- Original DVD Cover
- Directed by: Matt Askern
- Written by: Tim Minchin
- Produced by: Helen Parker Celia Moore
- Starring: Tim Minchin
- Distributed by: Universal Studios
- Release dates: 11 October 2008 (United Kingdom); 5 October 2009 (United Kingdom: Re-Release);
- Running time: 126 minutes
- Language: English

= So F**king Rock Live =

So F**king Rock Live (also known as So Fucking Rock Live) is a DVD released by Australian musician and stand-up comedian Tim Minchin. It is a recording of his live performance at London's Bloomsbury Theatre in May 2008 and contains songs and material from his previous Darkside and So Rock albums.

==Synopsis==

The show contains Minchin's trademark blend of comedic songs and poetry linked by short segments of observational comedy.

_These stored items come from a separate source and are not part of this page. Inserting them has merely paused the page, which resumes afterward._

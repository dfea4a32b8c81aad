//! # Role-based navigation guard
//!
//! Which pages a signed-in user may open depends only on their role. The table
//! below is static; [`decide`] is a pure function of the viewer and the
//! requested path, evaluated on every navigation.
//!
//! | Role | Allowed | Landing |
//! |------|---------|---------|
//! | Admin (1) | manage-users, manage-professionals, profile | manage-users |
//! | Customer (2) | home, appointments, add-pets, professionals, appointment, my-appointments, profile | home |
//! | Vet (3) | vet-appointments, vet-profile | vet-appointments |
//! | Groomer (4) | groomer-appointments, groomer-profile | groomer-appointments |
//! | unknown | none | home |
//!
//! Anonymous viewers may only see the login and register pages.

use crate::models::Role;

pub const ROOT: &str = "/";
pub const LOGIN: &str = "/login";
pub const REGISTER: &str = "/register";

pub const HOME: &str = "/dashboard/home";
pub const APPOINTMENTS: &str = "/dashboard/appointments";
pub const APPOINTMENT: &str = "/dashboard/appointment";
pub const MY_APPOINTMENTS: &str = "/dashboard/my-appointments";
pub const ADD_PETS: &str = "/dashboard/add-pets";
pub const PROFESSIONALS: &str = "/dashboard/professionals";
pub const PROFILE: &str = "/dashboard/profile";
pub const VET_APPOINTMENTS: &str = "/dashboard/vet-appointments";
pub const VET_PROFILE: &str = "/dashboard/vet-profile";
pub const GROOMER_APPOINTMENTS: &str = "/dashboard/groomer-appointments";
pub const GROOMER_PROFILE: &str = "/dashboard/groomer-profile";
pub const MANAGE_USERS: &str = "/dashboard/manage-users";
pub const MANAGE_PROFESSIONALS: &str = "/dashboard/manage-professionals";

const ADMIN_PATHS: &[&str] = &[MANAGE_USERS, MANAGE_PROFESSIONALS, PROFILE];
const CUSTOMER_PATHS: &[&str] = &[
    HOME,
    APPOINTMENTS,
    ADD_PETS,
    PROFESSIONALS,
    APPOINTMENT,
    MY_APPOINTMENTS,
    PROFILE,
];
const VET_PATHS: &[&str] = &[VET_APPOINTMENTS, VET_PROFILE];
const GROOMER_PATHS: &[&str] = &[GROOMER_APPOINTMENTS, GROOMER_PROFILE];

/// Who is asking. An authenticated viewer may carry a role id the client
/// does not know.
#[derive(Clone, Copy, Debug, PartialEq, Eq)]
pub enum Viewer {
    Anonymous,
    Authenticated(Option<Role>),
}

#[derive(Clone, Debug, PartialEq, Eq)]
pub enum Decision {
    Render,
    RedirectTo(&'static str),
}

pub fn allowed_paths(role: Option<Role>) -> &'static [&'static str] {
    match role {
        Some(Role::Admin) => ADMIN_PATHS,
        Some(Role::Customer) => CUSTOMER_PATHS,
        Some(Role::Vet) => VET_PATHS,
        Some(Role::Groomer) => GROOMER_PATHS,
        None => &[],
    }
}

pub fn default_path(role: Option<Role>) -> &'static str {
    match role {
        Some(Role::Admin) => MANAGE_USERS,
        Some(Role::Customer) | None => HOME,
        Some(Role::Vet) => VET_APPOINTMENTS,
        Some(Role::Groomer) => GROOMER_APPOINTMENTS,
    }
}

pub fn is_allowed(role: Option<Role>, path: &str) -> bool {
    allowed_paths(role).contains(&normalize(path))
}

/// Strip query, fragment, and trailing slash.
fn normalize(path: &str) -> &str {
    let end = path.find(['?', '#']).unwrap_or(path.len());
    let path = &path[..end];
    match path.trim_end_matches('/') {
        "" => ROOT,
        trimmed => trimmed,
    }
}

fn is_public(path: &str) -> bool {
    path == LOGIN || path == REGISTER
}

/// Render the requested page or redirect somewhere the viewer may go.
pub fn decide(viewer: Viewer, path: &str) -> Decision {
    let path = normalize(path);
    match viewer {
        Viewer::Anonymous if is_public(path) => Decision::Render,
        Viewer::Anonymous => Decision::RedirectTo(LOGIN),
        Viewer::Authenticated(role) => {
            if allowed_paths(role).contains(&path) {
                Decision::Render
            } else {
                Decision::RedirectTo(default_path(role))
            }
        }
    }
}

/// A sidebar entry.
#[derive(Clone, Copy, Debug, PartialEq, Eq)]
pub struct MenuItem {
    pub label: &'static str,
    pub path: &'static str,
    pub roles: &'static [Role],
}

pub const MENU: &[MenuItem] = &[
    MenuItem { label: "Home", path: HOME, roles: &[Role::Customer] },
    MenuItem { label: "Appointments", path: APPOINTMENTS, roles: &[Role::Customer] },
    MenuItem { label: "My Appointments", path: MY_APPOINTMENTS, roles: &[Role::Customer] },
    MenuItem { label: "Professionals", path: PROFESSIONALS, roles: &[Role::Customer] },
    MenuItem { label: "Add Pets", path: ADD_PETS, roles: &[Role::Customer] },
    MenuItem { label: "Groomer Appointments", path: GROOMER_APPOINTMENTS, roles: &[Role::Groomer] },
    MenuItem { label: "Vet Appointments", path: VET_APPOINTMENTS, roles: &[Role::Vet] },
    MenuItem { label: "Manage Users", path: MANAGE_USERS, roles: &[Role::Admin] },
    MenuItem { label: "Manage Professionals", path: MANAGE_PROFESSIONALS, roles: &[Role::Admin] },
    MenuItem { label: "Profile", path: PROFILE, roles: &[Role::Admin, Role::Customer] },
    MenuItem { label: "Profile", path: VET_PROFILE, roles: &[Role::Vet] },
    MenuItem { label: "Profile", path: GROOMER_PROFILE, roles: &[Role::Groomer] },
];

pub fn menu_for(role: Option<Role>) -> impl Iterator<Item = &'static MenuItem> {
    MENU.iter()
        .filter(move |item| role.is_some_and(|r| item.roles.contains(&r)))
}

#[cfg(test)]
mod tests {
    use super::*;

    const ALL_DASHBOARD: &[&str] = &[
        HOME,
        APPOINTMENTS,
        APPOINTMENT,
        MY_APPOINTMENTS,
        ADD_PETS,
        PROFESSIONALS,
        PROFILE,
        VET_APPOINTMENTS,
        VET_PROFILE,
        GROOMER_APPOINTMENTS,
        GROOMER_PROFILE,
        MANAGE_USERS,
        MANAGE_PROFESSIONALS,
    ];

    #[test]
    fn test_render_iff_allowed_for_every_role() {
        for role in Role::ALL {
            let viewer = Viewer::Authenticated(Some(role));
            for path in ALL_DASHBOARD {
                let expected = if allowed_paths(Some(role)).contains(path) {
                    Decision::Render
                } else {
                    Decision::RedirectTo(default_path(Some(role)))
                };
                assert_eq!(decide(viewer, path), expected, "{role:?} {path}");
            }
        }
    }

    #[test]
    fn test_each_role_has_in_and_out_of_set_paths() {
        let cases = [
            (Role::Admin, MANAGE_PROFESSIONALS, HOME, MANAGE_USERS),
            (Role::Customer, MY_APPOINTMENTS, MANAGE_USERS, HOME),
            (Role::Vet, VET_PROFILE, GROOMER_APPOINTMENTS, VET_APPOINTMENTS),
            (Role::Groomer, GROOMER_PROFILE, VET_APPOINTMENTS, GROOMER_APPOINTMENTS),
        ];
        for (role, inside, outside, landing) in cases {
            let viewer = Viewer::Authenticated(Some(role));
            assert_eq!(decide(viewer, inside), Decision::Render);
            assert_eq!(decide(viewer, outside), Decision::RedirectTo(landing));
            // The landing page itself is always allowed
            assert_eq!(decide(viewer, landing), Decision::Render);
        }
    }

    #[test]
    fn test_anonymous_only_sees_public_pages() {
        assert_eq!(decide(Viewer::Anonymous, LOGIN), Decision::Render);
        assert_eq!(decide(Viewer::Anonymous, REGISTER), Decision::Render);
        assert_eq!(decide(Viewer::Anonymous, ROOT), Decision::RedirectTo(LOGIN));
        for path in ALL_DASHBOARD {
            assert_eq!(decide(Viewer::Anonymous, path), Decision::RedirectTo(LOGIN));
        }
    }

    #[test]
    fn test_signed_in_viewer_leaves_public_pages() {
        let vet = Viewer::Authenticated(Some(Role::Vet));
        assert_eq!(decide(vet, LOGIN), Decision::RedirectTo(VET_APPOINTMENTS));
        assert_eq!(decide(vet, REGISTER), Decision::RedirectTo(VET_APPOINTMENTS));
        assert_eq!(decide(vet, ROOT), Decision::RedirectTo(VET_APPOINTMENTS));
        assert_eq!(decide(vet, "/dashboard/nope"), Decision::RedirectTo(VET_APPOINTMENTS));
    }

    #[test]
    fn test_unknown_role_lands_on_home() {
        let viewer = Viewer::Authenticated(None);
        assert_eq!(decide(viewer, HOME), Decision::RedirectTo(HOME));
        assert!(menu_for(None).next().is_none());
    }

    #[test]
    fn test_query_and_trailing_slash_ignored() {
        let admin = Viewer::Authenticated(Some(Role::Admin));
        assert_eq!(decide(admin, "/dashboard/manage-users/"), Decision::Render);
        assert_eq!(decide(admin, "/dashboard/manage-users?q=ann"), Decision::Render);
        assert_eq!(decide(Viewer::Anonymous, "/login#top"), Decision::Render);
    }

    #[test]
    fn test_menu_only_links_allowed_pages() {
        for role in Role::ALL {
            let items: Vec<_> = menu_for(Some(role)).collect();
            assert!(!items.is_empty());
            for item in items {
                assert!(is_allowed(Some(role), item.path), "{role:?} {}", item.path);
            }
        }
    }
}
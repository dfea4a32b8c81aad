//! # API crate: REST calls for the PetPerfect client
//!
//! Every backend action the pages trigger is one async function here, generic
//! over the [`HttpBackend`] that performs the call. Each function makes exactly
//! one HTTP request and returns the decoded payload or an [`ApiError`]; the UI
//! turns the error into a slice message with [`ApiError::reason`].
//!
//! ## Modules
//!
//! | Module | Purpose |
//! |--------|---------|
//! | [`client`] | [`ApiRequest`], the [`HttpBackend`] trait, and the reqwest-backed [`RestClient`] |
//! | [`error`] | [`ApiError`] and server message extraction |
//! | [`wire`] | Unwrapping of `{data: ...}` envelopes and bare list responses |
//! | [`account`] | `login`, `register` |
//! | [`catalog`] | `fetch_breeds`, `fetch_vets`, `fetch_groomers` |
//! | [`pets`] | `fetch_user_details`, `add_pet` |
//! | [`appointments`] | `create_appointment`, `fetch_appointments` |
//! | [`admin`] | Staff and user management |
//!
//! Cancelling or rescheduling an appointment has no endpoint yet, so there is no
//! call for it here.

pub mod account;
pub mod admin;
pub mod appointments;
pub mod catalog;
pub mod client;
pub mod error;
pub mod pets;
pub mod wire;

#[cfg(test)]
mod testing;

pub use account::{login, register, user_id};
pub use admin::{
    create_professional, delete_professional, delete_user, edit_professional, edit_user,
    list_professionals, list_users, ProfessionalFilter,
};
pub use appointments::{create_appointment, fetch_appointments};
pub use catalog::{fetch_breeds, fetch_groomers, fetch_vets};
pub use client::{ApiRequest, HttpBackend, Method, RestClient};
pub use error::ApiError;
pub use pets::{add_pet, fetch_user_details};
//! # Authentication slice and durable session storage
//!
//! The only client state that outlives a page load is the session: the bearer
//! token under [`ACCESS_TOKEN_KEY`] and the JSON [`AccountSnapshot`] under
//! [`USER_KEY`], kept in a [`KeyValueStore`]. Implementations:
//!
//! | Store | Platform |
//! |-------|----------|
//! | [`crate::MemoryStore`] | tests, native fallback |
//! | `FileStore` | native, one file per key |
//! | `LocalStorage` | browser `window.localStorage` (`web` feature) |
//!
//! [`AuthSlice::restore`] reads both keys once at boot. A snapshot that no
//! longer deserializes counts as no session: both keys are cleared and the
//! user simply lands on the login page.

use thiserror::Error;

use crate::models::{AccountSnapshot, Role, User};
use crate::navigation::Viewer;

pub const ACCESS_TOKEN_KEY: &str = "accessToken";
pub const USER_KEY: &str = "user";

const LOGIN_FAILED: &str = "Login failed. Please try again.";

#[derive(Debug, Error)]
pub enum StorageError {
    #[error("storage is not available")]
    Unavailable,

    #[error("I/O error: {0}")]
    Io(#[from] std::io::Error),

    #[error("Failed to encode session: {0}")]
    Encode(#[from] serde_json::Error),

    #[error("Storage backend error: {0}")]
    Backend(String),
}

/// Durable string key-value storage.
pub trait KeyValueStore {
    fn get(&self, key: &str) -> Option<String>;
    fn set(&self, key: &str, value: &str) -> Result<(), StorageError>;
    fn remove(&self, key: &str) -> Result<(), StorageError>;
}

/// An authenticated session.
#[derive(Clone, Debug, PartialEq)]
pub struct Session {
    pub access_token: String,
    pub account: AccountSnapshot,
}

impl Session {
    pub fn user(&self) -> &User {
        &self.account.user
    }

    pub fn role(&self) -> Option<Role> {
        self.account.role()
    }

    fn persist(&self, store: &dyn KeyValueStore) -> Result<(), StorageError> {
        let snapshot = serde_json::to_string(&self.account)?;
        store.set(ACCESS_TOKEN_KEY, &self.access_token)?;
        store.set(USER_KEY, &snapshot)
    }
}

fn clear(store: &dyn KeyValueStore) {
    for key in [ACCESS_TOKEN_KEY, USER_KEY] {
        if let Err(e) = store.remove(key) {
            tracing::warn!(key, error = %e, "Failed to clear session key");
        }
    }
}

/// The `auth` slice: the session, if any, and the state of the login call.
///
/// "Authenticated" is `session.is_some()`, so a user without a token (or the
/// reverse) cannot be represented.
#[derive(Clone, Debug, Default, PartialEq)]
pub struct AuthSlice {
    pub session: Option<Session>,
    pub loading: bool,
    pub error: Option<String>,
}

impl AuthSlice {
    /// Rebuild the slice from durable storage.
    pub fn restore(store: &dyn KeyValueStore) -> Self {
        let (Some(access_token), Some(raw)) = (store.get(ACCESS_TOKEN_KEY), store.get(USER_KEY))
        else {
            return Self::default();
        };

        match serde_json::from_str::<AccountSnapshot>(&raw) {
            Ok(account) => Self {
                session: Some(Session {
                    access_token,
                    account,
                }),
                ..Self::default()
            },
            Err(e) => {
                tracing::warn!(error = %e, "Discarding unreadable cached session");
                clear(store);
                Self::default()
            }
        }
    }

    pub fn is_authenticated(&self) -> bool {
        self.session.is_some()
    }

    pub fn role(&self) -> Option<Role> {
        self.session.as_ref().and_then(Session::role)
    }

    pub fn user(&self) -> Option<&User> {
        self.session.as_ref().map(Session::user)
    }

    pub fn access_token(&self) -> Option<&str> {
        self.session.as_ref().map(|s| s.access_token.as_str())
    }

    pub fn viewer(&self) -> Viewer {
        match &self.session {
            Some(session) => Viewer::Authenticated(session.role()),
            None => Viewer::Anonymous,
        }
    }

    pub fn login_pending(&mut self) {
        self.loading = true;
        self.error = None;
    }

    /// Install the session and persist it.
    ///
    /// A storage failure only costs persistence across reloads; the in-memory
    /// session stays valid.
    pub fn login_fulfilled(&mut self, session: Session, store: &dyn KeyValueStore) {
        if let Err(e) = session.persist(store) {
            tracing::warn!(error = %e, "Failed to persist session");
        }
        self.loading = false;
        self.error = None;
        self.session = Some(session);
    }

    pub fn login_rejected(&mut self, reason: Option<String>) {
        self.loading = false;
        self.session = None;
        self.error = Some(reason.unwrap_or_else(|| LOGIN_FAILED.to_string()));
    }

    pub fn set_credentials(&mut self, session: Session, store: &dyn KeyValueStore) {
        if let Err(e) = session.persist(store) {
            tracing::warn!(error = %e, "Failed to persist session");
        }
        self.session = Some(session);
    }

    pub fn logout(&mut self, store: &dyn KeyValueStore) {
        self.session = None;
        self.error = None;
        clear(store);
    }

    pub fn clear_error(&mut self) {
        self.error = None;
    }
}

#[cfg(test)]
mod tests {
    use super::*;
    use crate::MemoryStore;

    fn session(role_id: u8) -> Session {
        Session {
            access_token: "tok-123".into(),
            account: AccountSnapshot {
                user: User {
                    id: 5,
                    name: "Ann Ray".into(),
                    role_id,
                    ..Default::default()
                },
                pet: None,
            },
        }
    }

    #[test]
    fn test_login_persists_and_restores() {
        let store = MemoryStore::new();
        let mut auth = AuthSlice::default();
        assert!(!auth.is_authenticated());

        auth.login_pending();
        assert!(auth.loading);
        auth.login_fulfilled(session(2), &store);

        assert!(auth.is_authenticated());
        assert_eq!(store.get(ACCESS_TOKEN_KEY).as_deref(), Some("tok-123"));
        assert!(store.get(USER_KEY).is_some());

        let restored = AuthSlice::restore(&store);
        assert_eq!(restored.session, auth.session);
        assert_eq!(restored.role(), Some(Role::Customer));
    }

    #[test]
    fn test_restore_discards_corrupt_snapshot() {
        let store = MemoryStore::new();
        store.set(ACCESS_TOKEN_KEY, "tok").unwrap();
        store.set(USER_KEY, "{not json").unwrap();

        let auth = AuthSlice::restore(&store);
        assert!(!auth.is_authenticated());
        assert!(auth.error.is_none());
        assert!(store.get(ACCESS_TOKEN_KEY).is_none());
        assert!(store.get(USER_KEY).is_none());
    }

    #[test]
    fn test_restore_needs_both_keys() {
        let store = MemoryStore::new();
        store.set(ACCESS_TOKEN_KEY, "tok").unwrap();
        assert!(!AuthSlice::restore(&store).is_authenticated());
    }

    #[test]
    fn test_logout_clears_storage() {
        let store = MemoryStore::new();
        let mut auth = AuthSlice::default();
        auth.set_credentials(session(1), &store);
        assert_eq!(auth.viewer(), Viewer::Authenticated(Some(Role::Admin)));

        auth.logout(&store);
        assert_eq!(auth.viewer(), Viewer::Anonymous);
        assert!(store.get(USER_KEY).is_none());
    }

    #[test]
    fn test_login_rejected_default_message() {
        let mut auth = AuthSlice::default();
        auth.login_pending();
        auth.login_rejected(None);
        assert!(!auth.loading);
        assert_eq!(auth.error.as_deref(), Some(LOGIN_FAILED));
        assert!(!auth.is_authenticated());
    }
}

It features many of the songs that have helped contribute to Minchin's popularity, including Peace Anthem For Palestine, which he himself has stated is his favourite song to perform. In the two-hour performance, he tackles a series of issues including the theory of natural selection, babies and his worries about sex.

==Songs==

===Act 1===
1. "So Fucking Rock"
2. "Inflatable You"
3. "Rock N Roll Nerd"
4. "Mitsubishi Colt"
5. "Ten Foot Cock and a Few Hundred Virgins"
6. "If You Open Your Mind Too Much Your Brain Will Fall Out (Take My Wife)"
7. "F Sharp"
8. "Canvas Bags"

===Act 2===

1. "Nothing Can Stop Us Now"
2. "Angry (Feet)"
3. "Some People Have It Worse Than I"
4. "If You Really Loved Me"
5. "Peace Anthem For Palestine"
6. "You Grew on Me"
7. "Dark Side"

===Encore===

1. "Not Perfect"
2. "Second Encore"

==Re-release==
In October 2009, the DVD was re-released, exclusive to HMV stores as a double disc special edition. It consisted of the original show, a second disc full of interviews and TV appearances and also a lyric book for all of the songs that appear in the show.